Photo: Nova Scotia Health

“On December 28, in a hotly anticipated press conference concerning the post-Christmas return to school, Dr. Robert Strang, Nova Scotia’s beloved and much-memed Chief Medical Officer of Health, explained that schools would return to in-person classes on January 10, but would no longer be part of Public Health’s contract tracing efforts. Furthermore, PCR testing — the gold standard for detection of COVID-19 virus — will only be available for certain groups of people, with teachers and students not on the list,” writes Martha Paynter:

Social media was swiftly ablaze with comments decrying the chief medical officer of health’s decisions as having left us all behind, destroying the legacy that has set Nova Scotia apart during the pandemic — so significantly apart that our population grew to more than one million people this year, and our housing market is literally on fire.

But as a nurse working in the system — and a critical, political opponent of every ill-advised government announcement — I want to offer my support for this latest decision and explain why: We simply do not have enough human resources to keep going on as was.

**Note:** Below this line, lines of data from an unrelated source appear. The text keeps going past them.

use axum::extract::Path;
use axum::extract::State;
use axum::http::StatusCode;

use super::UserResponseData;
use crate::domain::user::models::UserId;
use crate::inbound::http::handlers::ApiError;
use crate::inbound::http::handlers::ApiSuccess;
use crate::inbound::http::router::AppState;

pub async fn get_user(
    State(state): State<AppState>,
    Path(user_id): Path<String>,
) -> Result<ApiSuccess<UserResponseData>, ApiError> {
    let user_id = UserId::from_string(&user_id).map_err(|e| ApiError::BadRequest(e.to_string()))?;

    state
        .user_service
        .get_user(&user_id)
        .await
        .map_err(ApiError::from)
        .map(|ref user| ApiSuccess::new(StatusCode::OK, user.into()))
}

At this point in the pandemic, we need the public to do their part. Yes, this is asking more of a public already stretched beyond what they can handle. But some of us are in a position to step up and step up we must. For over a year, volunteers have made Nova Scotia’s asymptomatic testing program possible. Volunteers continue to staff several rapid testing sites daily and assemble rapid antigen testing kits for people to administer at home. We need the public to do those tests when they are worried, and definitely when they are symptomatic. We need them to self-report results to Public Health. And we need them to do their best to contact trace on their own and ask those contacts to test themselves and hunker down for public safety.

3. Trolling Public Health

two tall buildings
If fulfilled, the response to a recent Freedom of Information request would result in a stack of paper the height of two Fenwick Towers. Photo: Wikipedia Commons/ Coastal Elite

Some private person out there in the world filed a Freedom of Information request with the province for the following:

With respect to the vaccinations administered to the people of Nova Scotia for COVID 19, please provide me with a copy of every single page, without exception, of every single INFORMED CONSENT form, without exception, depersonalized to protect the recipient, executed by the signature of the recipient for every injection administered. In addition provide all information otherwise for each instance that the above INFORMED CONSENT was obtained, that evidence was made detailing 1) that the experimental substance received was described in full, 2) that the risks were described in full, 3) that the recipient comprehended the risks, that the benefits were explained in full, 5) that the benefits were comprehended by the recipient, 6) that shows that the recipient stated that the the recipient was not subjected to any form of coercion, 7) the name of the clinical trial coordinator, 8) the name of the person who informed the recipient of the risks and benefits, and 9) the age of the recipient. Craig Beaton, the Associate Deputy Minister, has testified that ALL of this information exists. I want it all with the exception of the personal information pertaining to the recipient. (Date Range for Record Search: From 12/31/2019 To 09/14/2021)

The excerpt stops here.